277. non-autobiografia – siamo terre incognite

AUTOBIOGRAFIA SRAGIONATA E DISARTICOLATA, VERA E INVENTATA QUANTO PIU’ POSSIBILE

La nascita e il nome

Una, cioè io, nasce nel 1957 in un piccolissimo paesino dell’Umbria, in una casa di 4 vani abitata già da 6 adulti alti e grossi: non va bene, lo voglio dire, già non va bene, così. La densità demografica era enorme, in quella casa, e non solo per numero, ma anche per stazza.
E che fa, una, cioè io?
Richiama la cicogna?
No, non può. Nasce e dice “che dio me la mandi buona”. E visto che la conoscenza del mondo si limitava, giustamente, alla tetta materna, l’ignara bambina che ero pensò subito di essere stata esaudita assaggiando il capezzolo della mamma.
Divenni dunque credente già nelle prime fasce.

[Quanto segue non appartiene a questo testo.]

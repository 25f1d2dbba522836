//! OAuth2 authorization-code login against the Spotify accounts service

pub mod authenticator;
pub mod coordinator;
mod types;

pub use authenticator::{Authenticator, SpotifyAuthenticator};
pub use coordinator::{OAuthCoordinator, DEFAULT_AGENT_TIMEOUT};
pub use types::{CallbackParams, StateToken, SCOPES, STATE_COOKIE_NAME};
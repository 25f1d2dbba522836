//! Playlist creation

use super::{auth_failure_message, back_to, before_deadline, fail, resolve_client, UPSTREAM_FAILED};
use crate::error::UpstreamError;
use crate::flash::{FlashJar, FlashMessage};
use crate::oauth::CallbackParams;
use crate::settings::Settings;
use crate::spotify::{track_ids, ClientHandle, Playlist, MAX_PAGE_SIZE};
use crate::state::AppState;
use axum::{
    extract::State,
    http::HeaderMap,
    response::{IntoResponse, Redirect, Response},
};
use chrono::{Local, NaiveDate};
use tokio::time::Instant;

/// Flash shown after a playlist was created
pub const PLAYLIST_CREATED: &str = "Succesfully created playlist";

/// Name and description of the playlist for `display_name` on `date`.
///
/// The count is the number of tracks Spotify returns at most, which may be
/// lower than the stored setting.
#[must_use]
pub fn playlist_details(display_name: &str, settings: Settings, date: NaiveDate) -> (String, String) {
    let count = settings.result_limit.min(MAX_PAGE_SIZE);
    let name = format!("{display_name} Top {count} tracks");
    let description = format!(
        "{name} - {} | Created {}",
        settings.time_range.label(),
        date.format("%Y %B %-d")
    );
    (name, description)
}

async fn create_from_top_tracks(client: &ClientHandle, settings: Settings) -> Result<Playlist, UpstreamError> {
    let user = client.current_user().await?;
    let (name, description) = playlist_details(&user.display_name, settings, Local::now().date_naive());

    let playlist = client.create_playlist(&user.id, &name, &description).await?;
    let tracks = client.top_tracks(settings.result_limit, settings.time_range).await?;
    client.add_tracks(&playlist.id, &track_ids(&tracks)).await?;

    tracing::info!(
        user = %user.id,
        playlist = %playlist.id,
        tracks = tracks.len(),
        "Created playlist"
    );
    Ok(playlist)
}

/// `POST /createplaylist`
pub async fn create_playlist(State(state): State<AppState>, headers: HeaderMap, flash: FlashJar) -> Response {
    let deadline = Instant::now() + state.upstream_deadline;
    let (settings, cookies) = Settings::resolve(&headers, state.cookie_policy, state.cookie_max_age);
    let back = back_to(&headers, "/createplaylist");

    let client = match resolve_client(&state, &headers, &CallbackParams::default()).await {
        Ok(client) => client,
        Err(err) => return fail(flash, cookies, auth_failure_message(&err), &back),
    };

    match before_deadline(deadline, create_from_top_tracks(&client, settings)).await {
        Ok(_) => (flash.with(FlashMessage::success(PLAYLIST_CREATED)), cookies, Redirect::to(&back)).into_response(),
        Err(err) => {
            tracing::error!(error = %err, "Could not create playlist");
            fail(flash, cookies, UPSTREAM_FAILED, &back)
        }
    }
}
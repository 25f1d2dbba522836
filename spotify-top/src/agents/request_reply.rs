//! Request/reply plumbing between web handlers and actors.
//!
//! Actor messages must be `Clone`, so the oneshot sender is wrapped in an
//! `Arc<Mutex<Option<_>>>` and taken exactly once by the handler that
//! answers.

use std::sync::Arc;
use tokio::sync::{oneshot, Mutex};

/// Cloneable response channel carried inside actor messages.
pub type ResponseChannel<T> = Arc<Mutex<Option<oneshot::Sender<T>>>>;

/// Create a request-reply pair.
#[must_use]
pub fn create_request_reply<T>() -> (ResponseChannel<T>, oneshot::Receiver<T>) {
    let (tx, rx) = oneshot::channel();
    (Arc::new(Mutex::new(Some(tx))), rx)
}

/// Send a response through a response channel.
///
/// # Errors
///
/// Returns the value if the receiver was dropped or the channel was
/// already used.
pub async fn send_response<T>(response_tx: ResponseChannel<T>, value: T) -> Result<(), T> {
    let tx = response_tx.lock().await.take();
    if let Some(tx) = tx {
        tx.send(value)
    } else {
        Err(value)
    }
}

Mi servì subito quella fede.
Perché, insomma, quando nasce un bimbo o una bimba in famiglia si fa festa, si fa silenzio, si canta, che si fa? No, dico, anche nell’Umbria degli anni CinquantaQuasiSessanta, un po’di contentezza ci sarà stata per una nuova nascita, no?

Pare ci sia stata, si sussurra che le scale che portavano alla camera dove stavo nascendo fossero piene di amiche della mamma, che mio padre stesse gironzolando nervoso di sotto.
E’ femmina.

Femmina.
Mia madre voleva chiamarmi Pierluigi se fossi nata maschio, Mara se fossi nata femmina.
Ora, dove avesse recuperato quel nome femminile così inusuale è cosa ancora avvolta nel mistero. Interrogata, ancora risponde di non ricordare, o che forse c’era non sa quale personaggio famoso di nome Tamara, o chissà….

Mio padre voleva chiamarmi Giuseppe se fossi nata maschio.
Con questa sola opzione: maschio.
No, non voleva assolutamente e solo un maschio,  pensava anche a una possibile figlia femmina e per il nome concordava con quello scelto da mia madre.

Così, dopo essere nata femmina, quanto prima mio padre andò a iscrivermi all’anagrafe col nome Mara.
Al suo rientro a casa, scoppiò la guerra. In casa, intendo; magari anche una guerra in qualche parte del mondo, da poter disegnare con fumetto americano stile anni cinquanta, da poter mischiare con storie di supereroi e supereroine, ché mi servirebbero già, a questo punto della mia storia, poteri soprannaturali e muscoli ipersviluppati per affrontare, bimba di pochi giorni, quello che successe nella casa di 4 vani sovraffollata da 6 adulti alti e grossi grossi e che invece mi piacerebbe ancora adesso fossero stati grandi grandi.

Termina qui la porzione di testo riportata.